Data: 09/09/2021, às 16:00 horas (GMT-3, horário de Brasília).
Título: Graph theoretical approach for genome comparison with large-scale mutations
Palestrante: Marilia Braga (Universität Bielefeld)

Resumo: A classical problem in comparative genomics, proposed by Sankoff in 1992, is the one of computing the rearrangement distance, which is the minimum number of large-scale mutations required to transform a genome into another, in a setting in which the genes in both genomes are classified into families. Assuming that each family occurs exactly once in each genome, substantial results were developed with the help of graph theoretical models and include the polynomial-time computability of the inversion distance by Hannenhalli and Pevzner in 1995, the introduction of the double-cut and join (DCJ) operation by Yancopoulos, Attie and Friedberg in 2005 and the linear computability of the DCJ distance by Bergeron, Mixtacki and Stoye in 2006. These results rely on the fact that the underlying breakpoint/adjacency graphs are simple collections of paths and cycles.

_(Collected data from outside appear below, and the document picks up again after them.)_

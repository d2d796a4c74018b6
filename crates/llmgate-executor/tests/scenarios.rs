//! End-to-end retry/rotation behavior against a local mock HTTP server,
//! exercising the Request Executor and Credential Store together the way a
//! real adapter + transport would drive them.

use std::time::Duration;

use wiremock::matchers::{header, method, path};
use wiremock::{Mock, MockServer, ResponseTemplate};

use tokio_util::sync::CancellationToken;

use llmgate_adapter::ProviderConfig;
use llmgate_adapter::providers::OpenAiAdapter;
use llmgate_credential::CredentialStore;
use llmgate_executor::{ExecutorConfig, RequestExecutor};
use llmgate_transport::{Transport, TransportConfig};
use llmgate_types::{ErrorKind, LLMRequest, Message};

fn executor() -> RequestExecutor {
    RequestExecutor::new(
        Transport::new(TransportConfig::default()),
        ExecutorConfig {
            max_attempts: 3,
            base_backoff: Duration::from_millis(1),
            max_backoff: Duration::from_millis(5),
            jitter: 0.0,
        },
    )
}

#[tokio::test]
async fn key_rotation_on_rate_limit() {
    let server = MockServer::start().await;

    Mock::given(method("POST"))
        .and(path("/chat/completions"))
        .and(header("authorization", "Bearer key-a"))
        .respond_with(ResponseTemplate::new(429).set_body_json(serde_json::json!({
            "error": { "message": "rate limited" }
        })))
        .expect(1)
        .mount(&server)
        .await;

    Mock::given(method("POST"))
        .and(path("/chat/completions"))
        .and(header("authorization", "Bearer key-b"))
        .respond_with(ResponseTemplate::new(200).set_body_json(serde_json::json!({
            "choices": [{ "message": { "content": "hello" }, "finish_reason": "stop" }]
        })))
        .expect(1)
        .mount(&server)
        .await;

    let adapter = OpenAiAdapter::new();
    let credential_store = CredentialStore::with_credentials(
        "openai",
        vec![(1, "key-a".to_string()), (2, "key-b".to_string())],
    );
    let provider_cfg = ProviderConfig {
        api_base: Some(server.uri()),
        ..Default::default()
    };

    let response = executor()
        .execute(
            &adapter,
            &credential_store,
            &provider_cfg,
            "gpt-4o",
            &LLMRequest::new(vec![Message::user("hi")]),
            &CancellationToken::new(),
        )
        .await
        .unwrap();

    assert_eq!(response.text, "hello");

    let stats = credential_store.stats().await;
    let a = stats.iter().find(|s| s.id == 1).unwrap();
    let b = stats.iter().find(|s| s.id == 2).unwrap();
    assert_eq!(a.state_label, "cooling");
    assert_eq!(b.consecutive_failures, 0);
}

#[tokio::test]
async fn auth_error_disables_credential_and_retry_succeeds() {
    let server = MockServer::start().await;

    Mock::given(method("POST"))
        .and(path("/chat/completions"))
        .and(header("authorization", "Bearer key-x"))
        .respond_with(ResponseTemplate::new(401).set_body_json(serde_json::json!({
            "error": { "message": "invalid api key" }
        })))
        .expect(1)
        .mount(&server)
        .await;

    Mock::given(method("POST"))
        .and(path("/chat/completions"))
        .and(header("authorization", "Bearer key-y"))
        .respond_with(ResponseTemplate::new(200).set_body_json(serde_json::json!({
            "choices": [{ "message": { "content": "ok" }, "finish_reason": "stop" }]
        })))
        .expect(1)
        .mount(&server)
        .await;

    let adapter = OpenAiAdapter::new();
    let credential_store = CredentialStore::with_credentials(
        "openai",
        vec![(1, "key-x".to_string()), (2, "key-y".to_string())],
    );
    let provider_cfg = ProviderConfig {
        api_base: Some(server.uri()),
        ..Default::default()
    };

    let response = executor()
        .execute(
            &adapter,
            &credential_store,
            &provider_cfg,
            "gpt-4o",
            &LLMRequest::new(vec![Message::user("hi")]),
            &CancellationToken::new(),
        )
        .await
        .unwrap();
    assert_eq!(response.text, "ok");

    let stats = credential_store.stats().await;
    let x = stats.iter().find(|s| s.id == 1).unwrap();
    assert_eq!(x.state_label, "disabled");

    // Credential 1 stays disabled across a fresh round of acquisitions: every
    // subsequent successful request keeps landing on credential 2 alone.
    Mock::given(method("POST"))
        .and(path("/chat/completions"))
        .and(header("authorization", "Bearer key-y"))
        .respond_with(ResponseTemplate::new(200).set_body_json(serde_json::json!({
            "choices": [{ "message": { "content": "still ok" }, "finish_reason": "stop" }]
        })))
        .expect(1)
        .mount(&server)
        .await;

    let second = executor()
        .execute(
            &adapter,
            &credential_store,
            &provider_cfg,
            "gpt-4o",
            &LLMRequest::new(vec![Message::user("hi again")]),
            &CancellationToken::new(),
        )
        .await
        .unwrap();
    assert_eq!(second.text, "still ok");
}

#[tokio::test]
async fn bad_request_is_not_retried() {
    let server = MockServer::start().await;

    Mock::given(method("POST"))
        .and(path("/chat/completions"))
        .respond_with(ResponseTemplate::new(400).set_body_json(serde_json::json!({
            "error": { "message": "invalid request" }
        })))
        .expect(1)
        .mount(&server)
        .await;

    let adapter = OpenAiAdapter::new();
    let credential_store = CredentialStore::with_credentials("openai", vec![(1, "key".to_string())]);
    let provider_cfg = ProviderConfig {
        api_base: Some(server.uri()),
        ..Default::default()
    };

    let err = executor()
        .execute(
            &adapter,
            &credential_store,
            &provider_cfg,
            "gpt-4o",
            &LLMRequest::new(vec![Message::user("hi")]),
            &CancellationToken::new(),
        )
        .await
        .unwrap_err();
    assert_eq!(err.kind, ErrorKind::BadRequest);
}

#[tokio::test]
async fn canceled_token_aborts_before_any_request_is_sent() {
    let server = MockServer::start().await;
    // No mock mounted at all: if `execute` ever tried to send, wiremock
    // would reject the unexpected request and the test would panic before
    // reaching the assertion below.
    let adapter = OpenAiAdapter::new();
    let credential_store = CredentialStore::with_credentials("openai", vec![(1, "key".to_string())]);
    let provider_cfg = ProviderConfig {
        api_base: Some(server.uri()),
        ..Default::default()
    };

    let cancel = CancellationToken::new();
    cancel.cancel();

    let err = executor()
        .execute(
            &adapter,
            &credential_store,
            &provider_cfg,
            "gpt-4o",
            &LLMRequest::new(vec![Message::user("hi")]),
            &cancel,
        )
        .await
        .unwrap_err();
    assert_eq!(err.kind, ErrorKind::Canceled);
}
use std::fmt;

/// A parsed `provider/model` identifier: exactly one `/`, provider matching
/// `[A-Za-z0-9_.-]+`, model matching `[A-Za-z0-9_.:-]+`.
#[derive(Debug, Clone, PartialEq, Eq, Hash)]
pub struct ModelId {
    pub provider: String,
    pub model: String,
}

impl ModelId {
    pub fn parse(raw: &str) -> Result<Self, ModelIdError> {
        let mut parts = raw.splitn(2, '/');
        let provider = parts.next().filter(|s| !s.is_empty());
        let model = parts.next().filter(|s| !s.is_empty());
        let (Some(provider), Some(model)) = (provider, model) else {
            return Err(ModelIdError::MissingSeparator(raw.to_string()));
        };
        if model.contains('/') {
            return Err(ModelIdError::TooManySeparators(raw.to_string()));
        }
        if !provider.chars().all(is_provider_char) {
            return Err(ModelIdError::InvalidProvider(provider.to_string()));
        }
        if !model.chars().all(is_model_char) {
            return Err(ModelIdError::InvalidModel(model.to_string()));
        }
        Ok(Self {
            provider: provider.to_string(),
            model: model.to_string(),
        })
    }
}

impl fmt::Display for ModelId {
    fn fmt(&self, f: &mut fmt::Formatter<'_>) -> fmt::Result {
        write!(f, "{}/{}", self.provider, self.model)
    }
}

fn is_provider_char(c: char) -> bool {
    c.is_ascii_alphanumeric() || matches!(c, '_' | '.' | '-')
}

fn is_model_char(c: char) -> bool {
    c.is_ascii_alphanumeric() || matches!(c, '_' | '.' | ':' | '-')
}

#[derive(Debug, Clone, thiserror::Error)]
pub enum ModelIdError {
    #[error("model identifier '{0}' has no '/' separator")]
    MissingSeparator(String),
    #[error("model identifier '{0}' has more than one '/' separator")]
    TooManySeparators(String),
    #[error("provider name '{0}' contains characters outside [A-Za-z0-9_.-]")]
    InvalidProvider(String),
    #[error("model name '{0}' contains characters outside [A-Za-z0-9_.:-]")]
    InvalidModel(String),
}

In this talk I will present research results that I obtained with my colleagues over the last 11 years. First, I will describe an extension of the DCJ model for singular genomes, which are those in which each gene family occurs at most once. Singular genomes may contain distinct genes and, besides DCJ operations, are also subject to insertions and deletions of DNA segments (jointly called indels). We have shown that computing the singular DCJ-indel distance can be done in linear time with the help of the relational diagram, which is also a collection of paths and cycles (results from 2010, with Willing and Stoye). Then I will describe two recent NP-hard extensions of this model: the DCJ-indel distance of natural genomes (from 2020, with Bohnenkämper, Doerr and Stoye) and the weighted DCJ-indel distance of family-free genomes (from 2014/2020, with Martinez, Feijão and Rubert). Both can be solved efficiently with ILP formulations that search for optimal cycle decompositions of a (weighted) multirelational diagram.